Alexei Grinbaum, physicien et philosophe, donne une conférence à 18 heures à Bastia sur "l'humain et l'inhumain de l'intelligence artificielle", alors que les robots prennent chaque jour plus de place dans notre vie. Parfois sans se soucier des risques possibles que cela représente. Entretien.
En1942, dans sa nouvelle Cercle Vicieux, l'auteur de science-fiction Isaac Asimov formulait les trois lois de la robotique auxquelles les robots qui peuplaient son œuvre romanesque devaient se soumettre : :
1 - Un robot ne peut porter atteinte à un être humain ni, restant passif, laisser cet être humain exposé au danger ;
2 - Un robot doit obéir aux ordres donnés par les êtres humains, sauf si de tels ordres entrent en contradiction avec la première loi ;
3 - Un robot doit protéger son existence dans la mesure où cette protection n'entre pas en contradiction avec la première ou la deuxième loi.
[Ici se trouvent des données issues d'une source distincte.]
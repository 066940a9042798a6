//! Sync gating policy
//!
//! The central "when to talk to the network" decision: given connectivity,
//! the watermark, and the caller's overrides, should a sync attempt
//! proceed right now? The decision is pure and has no side effects, so the
//! throttling rules are testable independently of any fetch machinery.
//!
//! ## Rules
//!
//! 1. No authenticated session is a hard failure, not a skip: the caller
//!    must redirect to sign-in, retrying would not help.
//! 2. Offline always skips.
//! 3. On a metered link, unforced syncs with the WiFi check enabled only
//!    proceed once the freshness threshold has elapsed.
//! 4. Unforced syncs inside the freshness window skip as recently synced.
//! 5. `force_sync` bypasses every timing rule but never the connectivity
//!    ones.

use chrono::{DateTime, Duration, Utc};
use thiserror::Error;

use skinlog_core::domain::SkipReason;
use skinlog_core::ports::Connectivity;

/// Caller-supplied overrides for one sync attempt
#[derive(Debug, Clone, Copy)]
pub struct SyncOptions {
    /// Ignore the freshness threshold (pull-to-refresh)
    pub force_sync: bool,
    /// Apply metered-network throttling when not on WiFi
    pub check_wifi: bool,
}

impl Default for SyncOptions {
    fn default() -> Self {
        Self {
            force_sync: false,
            check_wifi: true,
        }
    }
}

impl SyncOptions {
    /// Options for a user-initiated refresh: sync now, on any network
    #[must_use]
    pub fn forced() -> Self {
        Self {
            force_sync: true,
            check_wifi: true,
        }
    }
}

/// Everything the decision depends on, captured as plain values
#[derive(Debug, Clone)]
pub struct PolicyContext {
    /// Whether a signed-in session exists
    pub authenticated: bool,
    /// Connectivity class at decision time
    pub connectivity: Connectivity,
    /// The watermark; `None` if never synced
    pub last_sync: Option<DateTime<Utc>>,
    /// Decision instant
    pub now: DateTime<Utc>,
    /// How stale the watermark must be before an unforced sync runs
    pub freshness_threshold: Duration,
}

impl PolicyContext {
    /// True once the freshness threshold has elapsed since the watermark
    ///
    /// Never-synced counts as elapsed.
    fn threshold_elapsed(&self) -> bool {
        match self.last_sync {
            Some(last) => self.now - last >= self.freshness_threshold,
            None => true,
        }
    }
}

/// The gate's verdict
#[derive(Debug, Clone, Copy, PartialEq, Eq)]
pub enum Decision {
    /// Run the sync now
    Proceed,
    /// Do not sync; the reason is informational, not an error
    Skip(SkipReason),
}

/// Hard precondition failures, distinct from skips
#[derive(Debug, Error, Clone, PartialEq, Eq)]
pub enum PolicyError {
    /// No signed-in session
    #[error("No authenticated session")]
    NotAuthenticated,
}

/// Decides whether a sync attempt proceeds
pub fn decide(ctx: &PolicyContext, options: &SyncOptions) -> Result<Decision, PolicyError> {
    if !ctx.authenticated {
        return Err(PolicyError::NotAuthenticated);
    }

    if !ctx.connectivity.is_online() {
        return Ok(Decision::Skip(SkipReason::Offline));
    }

    if options.check_wifi && !options.force_sync && !ctx.connectivity.is_wifi() {
        // Metered link: only spend data once the threshold has elapsed.
        if !ctx.threshold_elapsed() {
            return Ok(Decision::Skip(SkipReason::MobileNetwork));
        }
    }

    if !options.force_sync && !ctx.threshold_elapsed() {
        return Ok(Decision::Skip(SkipReason::RecentlySynced));
    }

    Ok(Decision::Proceed)
}

// ============================================================================
// Unit tests
// ============================================================================
#[tokio::test]
async fn test_short_page_exhausts_history() {
    let records: Vec<PhotoRecord> = (0..89)
        .map(|i| record(&format!("h{i}"), ago(10 * 24 * 3600 + i * 60)))
        .collect();
    let repo = FakeRepository {
        records,
        ..Default::default()
    };
    let h = harness(repo, true, Connectivity::Wifi);

    let outcome = h.manager.load_more_photos(ago(24 * 3600)).await;

    let LoadMoreOutcome::Completed { photos, has_more } = outcome else {
        panic!("expected completed pagination");
    };
    assert_eq!(photos.len(), 89);
    assert!(!has_more);
    assert!(!h.state.has_more_history().await);
}

#[tokio::test]
async fn test_pagination_never_touches_watermark() {
    let repo = FakeRepository {
        records: vec![record("h1", ago(10 * 24 * 3600))],
        ..Default::default()
    };
    let h = harness(repo, true, Connectivity::Wifi);
    h.state.record_sync_time(ago(600)).await.unwrap();
    let baseline = h.state.last_sync_time().await;

    assert!(h.manager.load_more_photos(ago(3600)).await.is_success());

    assert_eq!(h.state.last_sync_time().await, baseline);
}

#[tokio::test]
async fn test_pagination_appends_beyond_daily_cap() {
    // Five photos on one historical day: all displayed, cap applies only
    // to the recent-capture path.
    let day_base = 10 * 24 * 3600;
    let records: Vec<PhotoRecord> = (0..5)
        .map(|i| record(&format!("h{i}"), ago(day_base + i * 60)))
        .collect();
    let repo = FakeRepository {
        records,
        ..Default::default()
    };
    let h = harness(repo, true, Connectivity::Wifi);

    assert!(h.manager.load_more_photos(ago(3600)).await.is_success());

    assert_eq!(h.store.len(), 5);
}

// ============================================================================
// Bootstrap behavior
// ============================================================================

#[tokio::test]
async fn test_bootstrap_seeds_cache_and_bookkeeping() {
    let records = vec![
        record("r1", ago(60)),
        record("r2", ago(24 * 3600)),
        record("r3", ago(24 * 3600 + 60)),
        record("r4", ago(2 * 24 * 3600)),
        record("r5", ago(2 * 24 * 3600 + 60)),
    ];
    let repo = FakeRepository {
        records,
        ..Default::default()
    };
    let h = harness(repo, true, Connectivity::Wifi);

    let before = Utc::now();
    let outcome = h.manager.first_time_sync().await;

    let SyncOutcome::Completed { new_photos } = outcome else {
        panic!("expected completed bootstrap");
    };
    assert_eq!(new_photos.len(), 5);
    assert_eq!(h.store.day_count(), 3);

    let flat = h.store.flatten_chronological();
    assert_eq!(flat.len(), 5);
    assert!(flat.windows(2).all(|w| w[0].created_at() >= w[1].created_at()));

    // Watermark approximately "now": the newest record minus the backoff.
    let watermark = h.state.last_sync_time().await.expect("watermark set");
    assert!(before - watermark < Duration::seconds(120));
    assert!(h.state.has_more_history().await);
}

#[tokio::test]
async fn test_bootstrap_excludes_records_older_than_window() {
    let repo = FakeRepository {
        records: vec![
            record("recent", ago(24 * 3600)),
            record("ancient", ago(45 * 24 * 3600)),
        ],
        ..Default::default()
    };
    let h = harness(repo, true, Connectivity::Wifi);

    let outcome = h.manager.first_time_sync().await;

    let SyncOutcome::Completed { new_photos } = outcome else {
        panic!("expected completed bootstrap");
    };
    assert_eq!(new_photos.len(), 1);
    assert_eq!(new_photos[0].id, "recent");
}

#[tokio::test]
async fn test_bootstrap_offline_is_skip() {
    let h = harness(FakeRepository::default(), true, Connectivity::Offline);

    let outcome = h.manager.first_time_sync().await;

    assert_eq!(outcome.skip_reason(), Some(SkipReason::Offline));
    assert_eq!(h.state.last_sync_time().await, None);
}

// ============================================================================
// Reset
// ============================================================================

#[tokio::test]
async fn test_reset_returns_to_never_synced() {
    let repo = FakeRepository {
        records: vec![record("r1", ago(60))],
        ..Default::default()
    };
    let h = harness(repo, true, Connectivity::Wifi);

    assert!(h.manager.first_time_sync().await.is_success());
    assert!(h.state.last_sync_time().await.is_some());
    assert!(!h.store.is_empty());

    h.manager.reset().await;

    assert_eq!(h.state.last_sync_time().await, None);
    assert!(h.state.has_more_history().await);
    assert!(h.store.is_empty());
    assert_eq!(h.manager.status(), SyncStatus::Idle);
}

// ============================================================================
// Status publication
// ============================================================================

#[tokio::test]
async fn test_status_returns_to_idle_after_success() {
    let repo = FakeRepository {
        records: vec![record("r1", ago(60))],
        ..Default::default()
    };
    let h = harness(repo, true, Connectivity::Wifi);
    let status_rx = h.manager.subscribe_status();

    assert_eq!(h.manager.status(), SyncStatus::Idle);
    assert!(h.manager.sync_new_photos(SyncOptions::forced()).await.is_success());

    assert_eq!(h.manager.status(), SyncStatus::Idle);
    assert_eq!(*status_rx.borrow(), SyncStatus::Idle);
}
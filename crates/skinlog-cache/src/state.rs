//! Persisted sync bookkeeping
//!
//! [`SyncStateStore`] owns the three persisted values the sync engine
//! needs across restarts: the watermark, the more-history flag, and the
//! photo-cache snapshot. Everything goes through the `IKeyValueStore`
//! port; this layer owns the encodings (decimal millis for the watermark,
//! JSON for the snapshot).
//!
//! Read paths never fail: malformed or unreadable stored values degrade
//! to defaults with a warning, so a corrupt entry can cost at most one
//! re-sync, never a crash.

use std::collections::BTreeMap;
use std::sync::Arc;

use chrono::{DateTime, TimeZone, Utc};
use tracing::{debug, warn};

use skinlog_core::domain::{DateKey, PhotoItem};
use skinlog_core::ports::IKeyValueStore;

use crate::store::PhotoStore;

/// Storage key for the watermark, as decimal epoch millis
const LAST_SYNC_KEY: &str = "skinlog_last_sync_time";
/// Storage key for the more-history flag
const HAS_MORE_KEY: &str = "skinlog_has_more_history";
/// Storage key for the photo-cache JSON snapshot
const CACHE_KEY: &str = "skinlog_photo_cache";

/// Persisted watermark, history flag, and cache snapshot
pub struct SyncStateStore {
    kv: Arc<dyn IKeyValueStore>,
}

impl SyncStateStore {
    /// Creates a state store over the given key-value adapter
    pub fn new(kv: Arc<dyn IKeyValueStore>) -> Self {
        Self { kv }
    }

    // ------------------------------------------------------------------
    // Watermark
    // ------------------------------------------------------------------

    /// The last successful sync instant, or `None` if never synced
    ///
    /// An unreadable or unparsable stored value reads as never-synced.
    pub async fn last_sync_time(&self) -> Option<DateTime<Utc>> {
        let raw = match self.kv.get(LAST_SYNC_KEY).await {
            Ok(value) => value?,
            Err(err) => {
                warn!(error = %err, "Failed to read watermark, treating as never synced");
                return None;
            }
        };

        match raw.parse::<i64>() {
            Ok(millis) if millis > 0 => Utc.timestamp_millis_opt(millis).single(),
            Ok(_) => None,
            Err(err) => {
                warn!(error = %err, value = %raw, "Malformed watermark, treating as never synced");
                None
            }
        }
    }

    /// Advances the watermark to `instant`
    ///
    /// The watermark is monotonically non-decreasing: an `instant` earlier
    /// than the stored value is ignored.
    pub async fn record_sync_time(&self, instant: DateTime<Utc>) -> anyhow::Result<()> {
        if let Some(current) = self.last_sync_time().await {
            if instant < current {
                debug!(
                    proposed = %instant,
                    current = %current,
                    "Ignoring watermark regression"
                );
                return Ok(());
            }
        }
        self.kv
            .set(LAST_SYNC_KEY, &instant.timestamp_millis().to_string())
            .await
    }

    // ------------------------------------------------------------------
    // More-history flag
    // ------------------------------------------------------------------

    /// Whether older history may remain on the server
    ///
    /// Defaults to `true` when unset: until a short pagination page proves
    /// otherwise, there may always be more.
    pub async fn has_more_history(&self) -> bool {
        match self.kv.get(HAS_MORE_KEY).await {
            Ok(Some(value)) => value != "false",
            Ok(None) => true,
            Err(err) => {
                warn!(error = %err, "Failed to read history flag, assuming more history");
                true
            }
        }
    }

    /// Records whether older history may remain
    pub async fn set_has_more_history(&self, has_more: bool) -> anyhow::Result<()> {
        self.kv
            .set(HAS_MORE_KEY, if has_more { "true" } else { "false" })
            .await
    }

    // ------------------------------------------------------------------
    // Photo-cache snapshot
    // ------------------------------------------------------------------

    /// Loads the persisted snapshot into `store`
    ///
    /// A missing snapshot leaves the store untouched; a malformed one is
    /// discarded with a warning.
    pub async fn load_cache(&self, store: &PhotoStore) {
        let raw = match self.kv.get(CACHE_KEY).await {
            Ok(Some(value)) => value,
            Ok(None) => return,
            Err(err) => {
                warn!(error = %err, "Failed to read cache snapshot, starting empty");
                return;
            }
        };

        match serde_json::from_str::<BTreeMap<DateKey, Vec<PhotoItem>>>(&raw) {
            Ok(snapshot) => {
                store.restore(snapshot);
                debug!(photos = store.len(), days = store.day_count(), "Cache snapshot loaded");
            }
            Err(err) => {
                warn!(error = %err, "Malformed cache snapshot, starting empty");
            }
        }
    }

    /// Persists the store's current contents
    pub async fn save_cache(&self, store: &PhotoStore) -> anyhow::Result<()> {
        let json = serde_json::to_string(&store.snapshot())?;
        self.kv.set(CACHE_KEY, &json).await
    }

    // ------------------------------------------------------------------
    // Reset
    // ------------------------------------------------------------------

    /// Removes all persisted sync state (logout / account switch)
    pub async fn clear(&self) -> anyhow::Result<()> {
        self.kv.remove(LAST_SYNC_KEY).await?;
        self.kv.remove(HAS_MORE_KEY).await?;
        self.kv.remove(CACHE_KEY).await?;
        Ok(())
    }
}
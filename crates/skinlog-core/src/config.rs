//! Configuration module for Skinlog.
//!
//! Provides typed configuration structs that map to the YAML configuration
//! file, with loading, validation, defaults, and a builder for programmatic
//! use. The defaults encode the sync policy constants: a 24-hour auto-sync
//! interval, a 30-day bootstrap window, and the per-operation fetch caps.

use std::path::Path;
use std::time::Duration as StdDuration;

use chrono::Duration;
use serde::{Deserialize, Serialize};

// ---------------------------------------------------------------------------
// Config struct with sub-sections
// ---------------------------------------------------------------------------

/// Top-level configuration for Skinlog.
#[derive(Debug, Clone, Default, Serialize, Deserialize)]
#[serde(default)]
pub struct Config {
    pub sync: SyncConfig,
    pub cache: CacheConfig,
    pub remote: RemoteConfig,
    pub logging: LoggingConfig,
}

/// Synchronization policy and fetch settings.
#[derive(Debug, Clone, Serialize, Deserialize)]
#[serde(default)]
pub struct SyncConfig {
    /// Hours between automatic syncs (the freshness threshold).
    pub auto_sync_interval_hours: i64,
    /// Days of history fetched when no watermark exists.
    pub first_load_days: i64,
    /// Seconds before an incremental sync fetch is abandoned.
    pub sync_timeout_secs: u64,
    /// Maximum records returned by one incremental sync.
    pub incremental_fetch_limit: usize,
    /// Records per backward pagination page (~30 days at 3/day).
    pub page_size: usize,
    /// Maximum records fetched by the first-run bootstrap.
    pub bootstrap_fetch_limit: usize,
    /// Seconds subtracted from the newest observed timestamp when
    /// advancing the watermark, so delayed-visibility writes are
    /// re-fetched on the next cycle.
    pub watermark_backoff_secs: i64,
}

impl Default for SyncConfig {
    fn default() -> Self {
        Self {
            auto_sync_interval_hours: 24,
            first_load_days: 30,
            sync_timeout_secs: 10,
            incremental_fetch_limit: 50,
            page_size: 90,
            bootstrap_fetch_limit: 200,
            watermark_backoff_secs: 5,
        }
    }
}

impl SyncConfig {
    /// The freshness threshold as a duration.
    pub fn auto_sync_interval(&self) -> Duration {
        Duration::hours(self.auto_sync_interval_hours)
    }

    /// The bootstrap fallback window as a duration.
    pub fn first_load_window(&self) -> Duration {
        Duration::days(self.first_load_days)
    }

    /// The fetch timeout as a std duration, for `tokio::time::timeout`.
    pub fn sync_timeout(&self) -> StdDuration {
        StdDuration::from_secs(self.sync_timeout_secs)
    }

    /// The watermark safety backoff as a duration.
    pub fn watermark_backoff(&self) -> Duration {
        Duration::seconds(self.watermark_backoff_secs)
    }
}

/// Local photo cache settings.
#[derive(Debug, Clone, Serialize, Deserialize)]
#[serde(default)]
pub struct CacheConfig {
    /// Photos retained per calendar day for recent captures.
    pub daily_photo_cap: usize,
}

impl Default for CacheConfig {
    fn default() -> Self {
        Self { daily_photo_cap: 3 }
    }
}

/// Remote document store settings.
#[derive(Debug, Clone, Serialize, Deserialize)]
#[serde(default)]
pub struct RemoteConfig {
    /// Firestore project identifier.
    pub project_id: String,
    /// Collection holding photo documents.
    pub collection: String,
}

impl Default for RemoteConfig {
    fn default() -> Self {
        Self {
            project_id: String::new(),
            collection: "photos".to_string(),
        }
    }
}

/// Logging / tracing settings.
#[derive(Debug, Clone, Serialize, Deserialize)]
#[serde(default)]
pub struct LoggingConfig {
    /// Log level: `trace`, `debug`, `info`, `warn`, or `error`.
    pub level: String,
}

impl Default for LoggingConfig {
    fn default() -> Self {
        Self {
            level: "info".to_string(),
        }
    }
}

// ---------------------------------------------------------------------------
// Loading and validation
// ---------------------------------------------------------------------------

impl Config {
    /// Load configuration from a YAML file at `path`.
    pub fn load(path: &Path) -> anyhow::Result<Self> {
        let content = std::fs::read_to_string(path)?;
        let config: Config = serde_yaml::from_str(&content)?;
        config.validate()?;
        Ok(config)
    }

    /// Try to load from `path`; fall back to [`Config::default`] on any error.
    pub fn load_or_default(path: &Path) -> Self {
        Self::load(path).unwrap_or_default()
    }

    /// Check cross-field consistency of the configuration.
    pub fn validate(&self) -> anyhow::Result<()> {
        if self.sync.auto_sync_interval_hours <= 0 {
            anyhow::bail!("sync.auto_sync_interval_hours must be positive");
        }
        if self.sync.first_load_days <= 0 {
            anyhow::bail!("sync.first_load_days must be positive");
        }
        if self.sync.sync_timeout_secs == 0 {
            anyhow::bail!("sync.sync_timeout_secs must be positive");
        }
        if self.sync.incremental_fetch_limit == 0
            || self.sync.page_size == 0
            || self.sync.bootstrap_fetch_limit == 0
        {
            anyhow::bail!("sync fetch limits must be positive");
        }
        if self.sync.watermark_backoff_secs < 0 {
            anyhow::bail!("sync.watermark_backoff_secs must not be negative");
        }
        if self.cache.daily_photo_cap == 0 {
            anyhow::bail!("cache.daily_photo_cap must be positive");
        }
        Ok(())
    }

    /// Start building a configuration programmatically.
    pub fn builder() -> ConfigBuilder {
        ConfigBuilder::default()
    }
}

// ---------------------------------------------------------------------------
// Builder
// ---------------------------------------------------------------------------

/// Builder for [`Config`], starting from defaults.
#[derive(Debug, Default)]
pub struct ConfigBuilder {
    config: Config,
}

impl ConfigBuilder {
    pub fn auto_sync_interval_hours(mut self, hours: i64) -> Self {
        self.config.sync.auto_sync_interval_hours = hours;
        self
    }

    pub fn first_load_days(mut self, days: i64) -> Self {
        self.config.sync.first_load_days = days;
        self
    }

    pub fn sync_timeout_secs(mut self, secs: u64) -> Self {
        self.config.sync.sync_timeout_secs = secs;
        self
    }

    pub fn daily_photo_cap(mut self, cap: usize) -> Self {
        self.config.cache.daily_photo_cap = cap;
        self
    }

    pub fn project_id(mut self, id: impl Into<String>) -> Self {
        self.config.remote.project_id = id.into();
        self
    }

    pub fn collection(mut self, name: impl Into<String>) -> Self {
        self.config.remote.collection = name.into();
        self
    }

    /// Validate and produce the final configuration.
    pub fn build(self) -> anyhow::Result<Config> {
        self.config.validate()?;
        Ok(self.config)
    }
}

// ---------------------------------------------------------------------------
// Unit tests
// ---------------------------------------------------------------------------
Près d'un siècle plus tard, les robots ne sont plus des machines sorties de l'imagination fertile d'un écrivain, mais une réalité. En 2021, nous sommes entourés par l'intelligence artificielle. Une avancée technologique qui a chamboulé notre quotidien, pour le meilleur. Et le pire ?
La place prise par les robots dans notre époque, des assistants vocaux de notre salon aux blocs opératoires, ne cesse de grandir. En conséquence, elle soulève un large panel de questions éthiques, au-delà de celles abordées par Isaac Asimov au siècle dernier. C'est le sujet de la conférence que tiendra Alexei Grinbaum ce samedi 2 octobre à Bastia, au centre culturel Alb'Oru. Une conférence organisée par a Casa di e scenze.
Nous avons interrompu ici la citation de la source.